A noter enfin que plusieurs initiatives, visant à décompter et nommer chacune des victimes civiles et militaires, sur la base de déclarations de proches ou d’avis nécrologique, ont été lancées en ligne – comme celles des journaux Haaretz ou Jerusalem Post, de l’ONG Action on Armed Violence, ou du site oct7map.

Ces enquêtes, régulièrement mises à jour, demeurent nécessairement imprécises et provisoires, et ne doivent pas être confondues avec un bilan officiel. Ainsi, le nombre de 1132 victimes, affiché sur le site du Haaretz au soir 6 novembre n’atteint pas la «fourchette basse» de l’estimation totale des personnes dont le sort a été scellé le week-end des 7 et 8 octobre. Ce, alors même que le quotidien cherche à comptabiliser non seulement les victimes dudit week-end, mais également les militaires tués, depuis un mois, lors de la riposte armée.

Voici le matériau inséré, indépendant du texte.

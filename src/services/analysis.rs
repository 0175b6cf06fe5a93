//! Builds the analysis prompt and calls the inference endpoint.

use async_trait::async_trait;
use reqwest::Client;
use serde::{Deserialize, Serialize};

use crate::{error::AnalysisError, models::record::VitalsForm};

/// Fixed instructions appended to every prompt.
const INSTRUCTIONS: &str = "TASK: act as a senior doctor. Analyze the risk. Be kind but direct.\n\
If the history shows a worsening trend, mention it.\n\
Keep the response under 100 words.";

/// Sends a prompt to an inference service and returns its analysis.
#[async_trait]
pub trait InferenceClient: Send + Sync {
    async fn predict(&self, prompt: &str) -> Result<String, AnalysisError>;
}

#[derive(Serialize)]
struct PredictRequest<'a> {
    prompt: &'a str,
}

#[derive(Deserialize)]
struct PredictResponse {
    analysis: String,
}

/// `InferenceClient` speaking the `POST /predict` JSON protocol.
///
/// No timeout is configured: a hung endpoint holds the request until the
/// transport gives up.
#[derive(Clone)]
pub struct HttpInferenceClient {
    client: Client,
    predict_url: String,
}

impl HttpInferenceClient {
    /// `base_url` is the service root, e.g. `http://127.0.0.1:8000`.
    pub fn new(base_url: &str) -> Self {
        Self {
            client: Client::new(),
            predict_url: format!("{}/predict", base_url.trim_end_matches('/')),
        }
    }
}

#[async_trait]
impl InferenceClient for HttpInferenceClient {
    async fn predict(&self, prompt: &str) -> Result<String, AnalysisError> {
        let response = self
            .client
            .post(&self.predict_url)
            .json(&PredictRequest { prompt })
            .send()
            .await?;

        if !response.status().is_success() {
            let status = response.status().as_u16();
            let body = response
                .text()
                .await
                .unwrap_or_else(|_| "<unreadable body>".to_string());
            return Err(AnalysisError::Status { status, body });
        }

        let parsed: PredictResponse = response
            .json()
            .await
            .map_err(|e| AnalysisError::Decode(e.to_string()))?;
        Ok(parsed.analysis)
    }
}

/// Builds the prompt sent to the inference endpoint.
pub fn build_prompt(vitals: &VitalsForm, digest: &str) -> String {
    format!(
        "PATIENT HISTORY: {digest}\n\
         CURRENT VITALS: BP {sys}/{dia}, Heart Rate {heart}, Glucose {glucose}.\n\
         CHRONIC CONDITIONS: {chronic}\n\
         CURRENT SYMPTOMS: {symptoms}\n\
         \n\
         {INSTRUCTIONS}",
        sys = vitals.bp_sys,
        dia = vitals.bp_dia,
        heart = vitals.heart,
        glucose = vitals.glucose,
        chronic = vitals.chronic,
        symptoms = vitals.symptoms,
    )
}

/// Asks the inference endpoint to analyze `vitals` in light of `digest`.
pub async fn analyze(
    client: &dyn InferenceClient,
    vitals: &VitalsForm,
    digest: &str,
) -> Result<String, AnalysisError> {
    let prompt = build_prompt(vitals, digest);
    tracing::debug!("🧠 Sending {} byte prompt to inference endpoint", prompt.len());
    let analysis = client.predict(&prompt).await?;
    tracing::info!("✅ Analysis received ({} bytes)", analysis.len());
    Ok(analysis)
}

#[cfg(test)]
mod tests {
    use super::*;

    fn vitals() -> VitalsForm {
        VitalsForm {
            bp_sys: "140".into(),
            bp_dia: "95".into(),
            glucose: "180".into(),
            heart: "88".into(),
            chronic: "type 2 diabetes".into(),
            symptoms: "blurred vision".into(),
        }
    }

    #[test]
    fn prompt_embeds_digest_and_vitals() {
        let digest = "[Date: 1/1/2026, BP: 130/90, Sugar: 150, Symptoms: none]";
        let prompt = build_prompt(&vitals(), digest);

        assert!(prompt.starts_with(&format!("PATIENT HISTORY: {}\n", digest)));
        assert!(prompt.contains("CURRENT VITALS: BP 140/95, Heart Rate 88, Glucose 180.\n"));
        assert!(prompt.contains("CHRONIC CONDITIONS: type 2 diabetes\n"));
        assert!(prompt.contains("CURRENT SYMPTOMS: blurred vision\n"));
    }

    #[test]
    fn prompt_ends_with_fixed_instructions() {
        let prompt = build_prompt(&vitals(), "No previous history available.");
        assert!(prompt.ends_with("Keep the response under 100 words."));
        assert!(prompt.contains("If the history shows a worsening trend, mention it."));
    }

    #[test]
    fn predict_url_has_single_slash() {
        let client = HttpInferenceClient::new("http://127.0.0.1:8000/");
        assert_eq!(client.predict_url, "http://127.0.0.1:8000/predict");
    }

    struct Echo;

    #[async_trait]
    impl InferenceClient for Echo {
        async fn predict(&self, prompt: &str) -> Result<String, AnalysisError> {
            Ok(prompt.lines().next().unwrap_or_default().to_string())
        }
    }

    #[tokio::test]
    async fn analyze_relays_client_answer() {
        let answer = analyze(&Echo, &vitals(), "digest").await.unwrap();
        assert_eq!(answer, "PATIENT HISTORY: digest");
    }
}
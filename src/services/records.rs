use crate::{
    error::PersistenceError,
    models::{record::VitalsRecord, session::Session},
    repositories::record::RecordStore,
};

/// Writes `record` on behalf of the signed-in user.
///
/// # Arguments
///
/// * `store` - The record store.
/// * `session` - The current session, if any.
/// * `record` - The record to write; its owner must be the session's principal.
///
/// # Returns
///
/// `Ok(())` once the store has accepted the write.
pub async fn insert(
    store: &dyn RecordStore,
    session: Option<&Session>,
    record: &VitalsRecord,
) -> Result<(), PersistenceError> {
    let session = session.ok_or(PersistenceError::NoActiveSession)?;

    if record.owner_uid != session.owner() {
        tracing::warn!(
            "❌ Refusing to store record owned by {} for session of {}",
            record.owner_uid,
            session.owner()
        );
        return Err(PersistenceError::OwnerMismatch);
    }

    store.insert(record).await?;
    tracing::info!("✅ Record {} saved for {}", record.id, record.owner_uid);
    Ok(())
}

/// Lists `owner`'s records, newest first.
pub async fn query(
    store: &dyn RecordStore,
    owner: &str,
    limit: Option<usize>,
) -> Result<Vec<VitalsRecord>, PersistenceError> {
    let records = store.query(owner, limit).await?;
    tracing::debug!("📚 Loaded {} records for {}", records.len(), owner);
    Ok(records)
}
pub mod config;
pub mod db;
pub mod error;
pub mod routes;
pub mod state;
pub mod views;

pub mod crypto {
    pub mod csrf;
}

pub mod models {
    pub mod record;
    pub mod session;
}

pub mod repositories {
    pub mod memory;
    pub mod record;
    pub mod session;
}

pub mod services {
    pub mod analysis;
    pub mod history;
    pub mod history_board;
    pub mod identity;
    pub mod records;
    pub mod session_gate;
    pub mod submission;
    pub mod submit_control;
}

pub mod handlers {
    pub mod auth;
    pub mod page;
    pub mod records;
}

pub mod middleware_layer {
    pub mod auth;
    pub mod csrf;
    pub mod rate_limit;
}

pub mod validation {
    pub mod auth;
}
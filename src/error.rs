use axum::{
    http::StatusCode,
    response::{IntoResponse, Response},
};
use thiserror::Error;

/// Failures reported by the identity provider during sign-in.
#[derive(Error, Debug)]
pub enum AuthError {
    /// The provider rejected the credential.
    #[error("{0}")]
    Rejected(String),

    /// The provider could not be reached.
    #[error("identity provider unavailable: {0}")]
    Unavailable(String),
}

/// Failures of the record store, on both reads and writes.
#[derive(Error, Debug)]
pub enum PersistenceError {
    /// A write was attempted without a signed-in user.
    #[error("no active session")]
    NoActiveSession,

    /// The record belongs to someone other than the signed-in user.
    #[error("record owner does not match the signed-in user")]
    OwnerMismatch,

    /// A PostgreSQL error.
    #[error("database error: {0}")]
    Database(#[from] tokio_postgres::Error),

    /// The connection pool could not hand out a client.
    #[error("pool error: {0}")]
    Pool(#[from] deadpool_postgres::PoolError),

    /// A column was missing or had an unexpected type.
    #[error("missing data: {0}")]
    MissingData(String),
}

/// Failures while calling the inference endpoint.
#[derive(Error, Debug)]
pub enum AnalysisError {
    /// The request never produced a response.
    #[error("{0}")]
    Transport(String),

    /// The endpoint answered with a non-success status.
    #[error("inference endpoint returned {status}: {body}")]
    Status { status: u16, body: String },

    /// The response body was not `{"analysis": "..."}`.
    #[error("invalid inference response: {0}")]
    Decode(String),
}

impl From<reqwest::Error> for AnalysisError {
    fn from(e: reqwest::Error) -> Self {
        if e.is_decode() {
            AnalysisError::Decode(e.to_string())
        } else {
            AnalysisError::Transport(e.to_string())
        }
    }
}

/// The application's error type.
#[derive(Error, Debug)]
pub enum AppError {
    /// Sign-in failed.
    #[error("Login Failed: {0}")]
    Auth(#[from] AuthError),

    /// The record store rejected a read or a write.
    #[error("Persistence error: {0}")]
    Persistence(#[from] PersistenceError),

    /// The owner's records could not be read back for display.
    #[error("Records unavailable: {0}")]
    RecordsUnavailable(PersistenceError),

    /// The inference call failed.
    #[error("Analysis error: {0}")]
    Analysis(#[from] AnalysisError),

    /// A Redis error.
    #[error("Redis error: {0}")]
    Redis(#[from] redis::RedisError),

    /// No valid session or CSRF token accompanied the request.
    #[error("Authorization failed: {0}")]
    Unauthorized(String),

    /// A validation error.
    #[error("Validation error: {0}")]
    Validation(String),

    /// An internal server error.
    #[error("Internal server error: {0}")]
    Internal(String),

    /// A rate limit exceeded error.
    #[error("Rate limit exceeded: {0}")]
    RateLimitExceeded(String),
}

/// A `Result` type that uses `AppError` as the error type.
pub type Result<T> = std::result::Result<T, AppError>;

impl AppError {
    /// The message shown to the user in the blocking alert.
    pub fn alert_message(&self) -> String {
        match self {
            AppError::Auth(e) => format!("Login Failed: {}", e),
            AppError::Analysis(e) => format!("Error connecting to AI: {}", e),
            AppError::Persistence(e) => format!("Error connecting to AI: {}", e),
            AppError::RecordsUnavailable(e) => format!("Could not load your records: {}", e),
            AppError::Redis(_) => "Session storage unavailable".to_string(),
            AppError::Unauthorized(msg)
            | AppError::Validation(msg)
            | AppError::RateLimitExceeded(msg) => msg.clone(),
            AppError::Internal(_) => "Internal server error".to_string(),
        }
    }

    fn status(&self) -> StatusCode {
        match self {
            AppError::Auth(AuthError::Rejected(_)) => StatusCode::UNAUTHORIZED,
            AppError::Auth(AuthError::Unavailable(_)) => StatusCode::BAD_GATEWAY,
            AppError::Persistence(PersistenceError::NoActiveSession) => StatusCode::UNAUTHORIZED,
            AppError::Persistence(PersistenceError::OwnerMismatch) => StatusCode::FORBIDDEN,
            AppError::Persistence(_) => StatusCode::INTERNAL_SERVER_ERROR,
            AppError::RecordsUnavailable(_) => StatusCode::SERVICE_UNAVAILABLE,
            AppError::Analysis(_) => StatusCode::BAD_GATEWAY,
            AppError::Redis(_) => StatusCode::INTERNAL_SERVER_ERROR,
            AppError::Unauthorized(_) => StatusCode::FORBIDDEN,
            AppError::Validation(_) => StatusCode::BAD_REQUEST,
            AppError::Internal(_) => StatusCode::INTERNAL_SERVER_ERROR,
            AppError::RateLimitExceeded(_) => StatusCode::TOO_MANY_REQUESTS,
        }
    }
}

impl IntoResponse for AppError {
    fn into_response(self) -> Response {
        let status = self.status();

        match &self {
            AppError::Auth(e) => tracing::warn!("Sign-in failed: {}", e),
            AppError::Persistence(e) => tracing::error!("Record store error: {}", e),
            AppError::RecordsUnavailable(e) => tracing::error!("Record read failed: {}", e),
            AppError::Analysis(e) => tracing::error!("Inference call failed: {}", e),
            AppError::Redis(e) => tracing::error!("Redis error: {}", e),
            AppError::Unauthorized(msg) => tracing::warn!("Authorization failed: {}", msg),
            AppError::Validation(msg) => tracing::debug!("Validation error: {}", msg),
            AppError::Internal(msg) => tracing::error!("Internal error: {}", msg),
            AppError::RateLimitExceeded(msg) => tracing::warn!("Rate limit exceeded: {}", msg),
        }

        let body = sonic_rs::to_string(&sonic_rs::json!({
            "error": self.alert_message()
        }))
        .unwrap_or_else(|_| r#"{"error":"Internal server error"}"#.to_string());

        (
            status,
            [(http::header::CONTENT_TYPE, "application/json")],
            body,
        )
            .into_response()
    }
}

#[cfg(test)]
mod tests {
    use super::*;

    #[test]
    fn analysis_failures_read_as_connection_errors() {
        let err = AppError::from(AnalysisError::Status {
            status: 500,
            body: "boom".into(),
        });
        assert_eq!(
            err.alert_message(),
            "Error connecting to AI: inference endpoint returned 500: boom"
        );
        assert_eq!(err.status(), StatusCode::BAD_GATEWAY);
    }

    #[test]
    fn read_failures_do_not_mention_the_ai() {
        let err = AppError::RecordsUnavailable(PersistenceError::MissingData("read down".into()));
        assert_eq!(
            err.alert_message(),
            "Could not load your records: missing data: read down"
        );
        assert_eq!(err.status(), StatusCode::SERVICE_UNAVAILABLE);
    }

    #[test]
    fn rejected_sign_in_is_unauthorized() {
        let err = AppError::from(AuthError::Rejected("popup closed".into()));
        assert_eq!(err.alert_message(), "Login Failed: popup closed");
        assert_eq!(err.status(), StatusCode::UNAUTHORIZED);
    }
}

Reste la question de la part, parmi les victimes du Hamas, des femmes et des enfants. Ces derniers se sont retrouvés l’objet d’une intense guerre de communication au cours du mois écoulé. Les comptes officiels de l’Etat israélien avaient, par exemple, communiqué sur un chiffre de «40 bébés massacrés», une donnée qui n’a pas été confirmée depuis. A l’inverse le Hamas, dans un communiqué, avait affirmé «ne pas s’en prendre aux enfants». Une affirmation clairement démentie par les faits. A la différence des données fournies par les autorités, qui demeurent muettes sur l’âge et le sexe des personnes tuées au cours des attaques, les recensements réalisés par les initiatives citées plus haut incluent l’âge d’une partie des victimes. En croisant ces différentes listes provisoires établies par ces initiatives citées, CheckNews décomptait le 6 novembre au soir 29 mineurs tués par le Hamas, dont quatre âgés de 5 ans ou moins. Un total qui, encore une fois, ne peut être considéré comme exhaustif, l’identification des victimes n’étant pas achevée, et les âges n’étant pas systématiquement précisés dans les publications.


[mise à jour du 20/11/2023 : correction du nombre d’enfants de 5 ans et moins identifiés dans les bases de données en date du 6 novembre, mentionné dans le dernier paragraphe (quatre, et non cinq, comme initialement indiqué)]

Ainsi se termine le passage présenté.